How Does Age Influence Personal Loan Eligibility
The impact of age on personal loan eligibility is a significant consideration for lenders and borrowers alike. Age can be a significant factor in evaluating whether or not someone is qualified for a loan. Let’s explore 3 crucial components of a personal loan where the applicant’s age is a key consideration:
Loan Tenure
Personal loans typically come with a repayment tenure ranging from 1 to 5 years. It is commonly believed that younger applicants have more potential for longer loan durations compared to senior citizens. Consequently, individuals in their 20s have a higher chance of obtaining a personal loan with an extended tenure compared to someone in their 50s. Moreover, younger applicants can have the flexibility to further extend the loan tenure while reducing the monthly payments.
Loan Amount
Young applicants often receive approval for higher loan amounts from lenders, primarily due to the fact that they have a longer remaining working duration. As a result, they can opt for an extended repayment period to comfortably settle the loan amount.
Interest rate
The applicant’s age has a direct impact on the interest rate offered by the lender. When determining interest rates, lenders take into account various factors such as the applicant’s income, credit score, and more. Younger applicants may face challenges in this regard as they might not possess a stable or sufficient income that meets the lender’s criteria. Additionally, their limited credit history and work experience may also be considered by lenders, who often view longer credit history and years spent in a job as indicators of good repayment capability. Consequently, older applicants may receive lower interest rates compared to their younger counterparts in such situations. However, if an applicant is in their mid or late 50s, lenders may feel reluctant to approve their loan application.
FAQs
Does age matter for a personal loan?
Yes, age is a determining factor for personal loan eligibility and loan terms. Age is considered by lenders to assess the risk and repayment capacity of the borrower when granting a personal loan.

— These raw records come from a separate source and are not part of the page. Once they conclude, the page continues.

//! Tracing subscriber setup.
//!
//! The TUI owns the terminal, so interactive runs log to a file (or not at
//! all). One-shot runs such as `--export` log to stderr. `RUST_LOG`
//! overrides the default filter.

use std::fs::OpenOptions;
use std::path::Path;
use std::sync::Mutex;

use anyhow::{anyhow, Result};
use tracing_subscriber::EnvFilter;

const DEFAULT_FILTER: &str = "pairwatch=info";

fn env_filter() -> EnvFilter {
    EnvFilter::try_from_default_env().unwrap_or_else(|_| EnvFilter::new(DEFAULT_FILTER))
}

/// Append logs to the file at `path`, creating it if needed.
pub fn init_file(path: &Path) -> Result<()> {
    let file = OpenOptions::new().create(true).append(true).open(path)?;

    tracing_subscriber::fmt()
        .with_env_filter(env_filter())
        .with_ansi(false)
        .with_writer(Mutex::new(file))
        .try_init()
        .map_err(|e| anyhow!("failed to install logger: {}", e))
}

/// Log to stderr.
pub fn init_stderr() -> Result<()> {
    tracing_subscriber::fmt()
        .with_env_filter(env_filter())
        .with_writer(std::io::stderr)
        .try_init()
        .map_err(|e| anyhow!("failed to install logger: {}", e))
}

What is the age limit to apply for a personal loan?
To apply for a personal loan applicant must be 21 – 60 years.
Can younger applicants secure higher loan amounts?
Younger applicants often have the potential to secure higher loan amounts due to their longer remaining working duration.
Is credit history important for personal loan approval?
Yes, credit history plays a significant role, and younger applicants with limited credit history may find it harder to secure personal loans.
Do older applicants receive lower interest rates?
In some cases, older applicants may receive lower interest rates than younger applicants due to their longer credit history and work experience.